1. Первое из этих «условий любви» можно было бы назвать специфическим, если оно имеется налицо, следует искать и другие отличительные признаки этого типа. Его можно назвать условием «пострадавшего третьего». Сущность его состоит в том, что лица, о которых идет речь, никогда не избирают объектом своей любви свободную женщину, а непременно такую, на которую предъявляет права другой мужчина: супруг, жених или друг. Это условие оказывается в некоторых случаях настолько роковым, что на женщину сначала не обращают никакого внимания или она даже отвергается до тех пор, пока она никому не принадлежит; но человек такого типа влюбляется тотчас же в ту же самую женщину, как только она вступит в одно из указанных отношений с каким-либо другим мужчиной.

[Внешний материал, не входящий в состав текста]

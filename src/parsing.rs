//! # Parsing Utilities
//!
//! Small nom parsers behind the typed accessors of the sentence records. The
//! records keep the raw field text; these helpers interpret it on demand and
//! report `None` instead of failing.

use nom::{
    Err, Input, Mode, OutputMode, PResult, Parser,
    bytes::complete::take_while_m_n,
    character::complete::one_of,
    combinator::{map_res, opt},
    error::{ErrorKind, ParseError},
    number::complete::recognize_float,
};

/// Ensures that the parser consumes all input.
///
/// # Examples
///
/// ```rust
/// use nmea_snapshot::parsing::consumed;
/// use nom::{IResult, Parser, bytes::complete::take, error::ErrorKind};
///
/// let mut parser = consumed(take(3u8), ErrorKind::Count);
/// let result: IResult<_, _> = parser.parse("abc");
/// assert!(result.is_ok());
///
/// // This would fail because not all input is consumed
/// let result = parser.parse("abcd");
/// assert!(result.is_err());
/// ```
pub fn consumed<I, E: ParseError<I>, F>(
    f: F,
    e: ErrorKind,
) -> impl Parser<I, Output = <F as Parser<I>>::Output, Error = E>
where
    I: Input,
    F: Parser<I, Error = E>,
{
    Consumed { f, e }
}

struct Consumed<F> {
    f: F,
    e: ErrorKind,
}

impl<I, F> Parser<I> for Consumed<F>
where
    I: Input,
    F: Parser<I>,
{
    type Output = <F as Parser<I>>::Output;
    type Error = <F as Parser<I>>::Error;

    fn process<OM: OutputMode>(&mut self, i: I) -> PResult<OM, I, Self::Output, Self::Error> {
        let (i, o) = self.f.process::<OM>(i)?;

        if i.input_len() != 0 {
            return Err(Err::Error(OM::Error::bind(|| {
                <F as Parser<I>>::Error::from_error_kind(i, self.e)
            })));
        }

        Ok((i, o))
    }
}

fn two_digits(i: &str) -> nom::IResult<&str, u8> {
    map_res(
        take_while_m_n(2, 2, |c: char| c.is_ascii_digit()),
        |digits: &str| digits.parse::<u8>(),
    )
    .parse(i)
}

/// Parses `hhmmss` or `hhmmss.sss` into a UTC time of day.
///
/// ```rust
/// use nmea_snapshot::parsing::utc_time;
///
/// let time = utc_time("123519.25").unwrap();
/// assert_eq!((time.hour(), time.minute(), time.second()), (12, 35, 19));
/// assert_eq!(time.millisecond(), 250);
/// assert!(utc_time("").is_none());
/// assert!(utc_time("2561").is_none());
/// ```
pub fn utc_time(raw: &str) -> Option<time::Time> {
    let parsed: nom::IResult<&str, (u8, u8, &str)> =
        consumed((two_digits, two_digits, recognize_float), ErrorKind::Eof).parse(raw);
    let (_, (hour, minute, second)) = parsed.ok()?;

    let second: f32 = second.parse().ok()?;
    if second.is_sign_negative() {
        return None;
    }

    let milliseconds = (second.fract() * 1000.0).round().min(999.0);
    time::Time::from_hms_milli(hour, minute, second.trunc() as u8, milliseconds as u16).ok()
}

/// Parses a `ddmmyy` date.
///
/// Two-digit years 83 to 99 belong to the 1900s, everything else to the 2000s.
///
/// ```rust
/// use nmea_snapshot::parsing::ddmmyy;
///
/// let date = ddmmyy("230394").unwrap();
/// assert_eq!(date.year(), 1994);
/// assert_eq!(ddmmyy("010125").unwrap().year(), 2025);
/// assert!(ddmmyy("320394").is_none());
/// ```
pub fn ddmmyy(raw: &str) -> Option<time::Date> {
    let parsed: nom::IResult<&str, (u8, u8, u8)> =
        consumed((two_digits, two_digits, two_digits), ErrorKind::Eof).parse(raw);
    let (_, (day, month, year)) = parsed.ok()?;

    let year = match year {
        83..=99 => 1900 + i32::from(year),
        _ => 2000 + i32::from(year),
    };

    calendar_date(year, month, day)
}

/// Builds a date from numeric calendar parts, `None` when out of range.
pub fn calendar_date(year: i32, month: u8, day: u8) -> Option<time::Date> {
    let month = time::Month::try_from(month).ok()?;
    time::Date::from_calendar_date(year, month, day).ok()
}

/// Parses a local zone description (`hh`, `mm`) as sent in ZDA.
///
/// A leading `-` on the hours applies to the minutes too.
///
/// ```rust
/// use nmea_snapshot::parsing::zone_offset;
///
/// assert_eq!(zone_offset("-03", "30").unwrap().whole_minutes(), -210);
/// assert_eq!(zone_offset("00", "00").unwrap().whole_minutes(), 0);
/// assert!(zone_offset("", "").is_none());
/// ```
pub fn zone_offset(hours: &str, minutes: &str) -> Option<time::UtcOffset> {
    let parsed: nom::IResult<&str, (Option<char>, u8)> =
        consumed((opt(one_of("+-")), two_digits), ErrorKind::Eof).parse(hours);
    let (_, (sign, hours)) = parsed.ok()?;
    let minutes: u8 = minutes.parse().ok()?;

    let (hours, minutes) = (i8::try_from(hours).ok()?, i8::try_from(minutes).ok()?);
    let (hours, minutes) = match sign {
        Some('-') => (-hours, -minutes),
        _ => (hours, minutes),
    };

    time::UtcOffset::from_hms(hours, minutes, 0).ok()
}
#[cfg(feature = "serde")]
use serde::{Deserialize, Serialize};

use crate::{
    self as nmea_snapshot, FromFields,
    parse::Fields,
    sentences::{FixMode, SelectionMode},
};

/// Number of PRN slots in a GSA sentence.
const PRN_SLOTS: usize = 12;

/// GSA - GPS DOP and active satellites
///
/// <https://gpsd.gitlab.io/gpsd/NMEA.html#_gsa_gps_dop_and_active_satellites>
///
/// ```text
///         1 2 3                        14 15  16  17
///         | | |                         | |   |   |
///  $--GSA,a,a,x,x,x,x,x,x,x,x,x,x,x,x,x,x,x.x,x.x*hh<CR><LF>
/// ```
#[cfg_attr(feature = "serde", derive(Serialize, Deserialize))]
#[cfg_attr(feature = "serde", serde(rename_all = "camelCase"))]
#[derive(Debug, Default, Clone, PartialEq, Eq, FromFields)]
pub struct GSA {
    /// Selection mode, `A` or `M`
    pub mode: String,
    /// Fix mode, `1` to `3`
    pub fix_type: String,
    #[nmea(parser(joined_prns))]
    /// Non-empty PRN slots joined with `,`, in slot order
    pub satellites_used: String,
    #[nmea(index = 15)]
    /// Position Dilution of Precision
    pub pdop: String,
    /// Horizontal Dilution of Precision
    pub hdop: String,
    /// Vertical Dilution of Precision
    pub vdop: String,
}

/// Joins the non-empty values among the twelve PRN slots starting at `index`.
fn joined_prns(fields: &Fields<'_>, index: usize) -> String {
    (index..index + PRN_SLOTS)
        .map(|slot| fields.get(slot))
        .filter(|prn| !prn.is_empty())
        .collect::<Vec<_>>()
        .join(",")
}

impl GSA {
    pub fn selection_mode(&self) -> Option<SelectionMode> {
        SelectionMode::from_raw(&self.mode)
    }

    pub fn fix_mode(&self) -> Option<FixMode> {
        FixMode::from_raw(&self.fix_type)
    }

    /// PRN numbers of the satellites used in the fix.
    ///
    /// Entries that are not numbers are skipped.
    pub fn fix_prns(&self) -> heapless::Vec<u8, PRN_SLOTS> {
        self.satellites_used
            .split(',')
            .filter_map(|prn| prn.parse().ok())
            .take(PRN_SLOTS)
            .collect()
    }
}

#[cfg(test)]
mod tests {
    use super::*;

    #[test]
    fn test_gsa_parsing() {
        let gsa = GSA::from_fields(&Fields::split(
            "GPGSA,A,3,04,05,09,12,24,25,29,,,,,,1.8,1.0,1.5",
        ));

        assert_eq!(gsa.satellites_used, "04,05,09,12,24,25,29");
        assert_eq!(gsa.pdop, "1.8");
        assert_eq!(gsa.hdop, "1.0");
        assert_eq!(gsa.vdop, "1.5");
        assert_eq!(gsa.selection_mode(), Some(SelectionMode::Automatic));
        assert_eq!(gsa.fix_mode(), Some(FixMode::Fix3D));
        assert_eq!(gsa.fix_prns().as_slice(), &[4, 5, 9, 12, 24, 25, 29]);
    }

    #[test]
    fn test_gsa_prn_slots() {
        let cases = [
            ("GPGSA,A,1,,,,,,,,,,,,,,,", ""),
            ("GPGSA,A,3,,,07,,,,,,,,,11,2.0,1.1,1.7", "07,11"),
            (
                "GPGSA,M,3,01,02,03,04,05,06,07,08,09,10,11,12,1.0,1.0,1.0",
                "01,02,03,04,05,06,07,08,09,10,11,12",
            ),
            ("GPGSA,A,3,04", "04"),
        ];

        for (input, expected) in cases {
            let gsa = GSA::from_fields(&Fields::split(input));
            assert_eq!(gsa.satellites_used, expected, "Failed: {input:?}");
        }
    }

    #[test]
    fn test_gsa_prn_list_is_bounded() {
        let gsa = GSA::from_fields(&Fields::split(
            "GPGSA,M,3,01,02,03,04,05,06,07,08,09,10,11,12,1.0,1.0,1.0",
        ));
        assert_eq!(gsa.fix_prns().len(), 12);

        let gsa = GSA {
            satellites_used: "01,xx,03".to_owned(),
            ..GSA::default()
        };
        assert_eq!(gsa.fix_prns().as_slice(), &[1, 3]);
    }
}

2. Второе условие, быть может, уже не такое постоянное, однако столь же странное. Этот тип выбора объекта пополняется только благодаря сочетанию этого условия с первым, между тем как первое условие само по себе, кажется, встречается очень часто. Второе условие состоит в том, что чистая, вне всяких подозрений женщина никогда не является достаточно привлекательной, чтобы стать объектом любви, привлекает же в половом отношении только женщина, внушающая подозрение. верность и порядочность которой вызывают сомнения. Эта последняя особенность может дать целый ряд переходов, начиная с легкой тени на репутации замужней женщины, которая не прочь пофлиртовать, до открытого полигамического образа жизни кокотки или жрицы любви. Но представитель нашего типа не может отказаться хотя бы от какой-нибудь особенности в таком роде. Это условие с некоторым преувеличением можно назвать «любовью к проститутке».
Подобно тому как первое условие дает удовлетворение враждебным чувствам по отношению к мужчине, у которого отнимают любимую женщину, второе условие — причастность женщины к проституции — находится в связи с необходимостью испытывать чувства ревности, которое, очевидно, является потребностью влюбленных этого типа. Только в том случае, если они могут ревновать, страсть их достигает наибольшей силы, женщина приобретает настоящую ценность, и они никогда не упускают возможности испытать это наиболее сильное чувство. Удивительно то, что ревнуют не к законному обладателю любимой женщины, а к претендентам, к чужим, в близости к которым ее подозревают.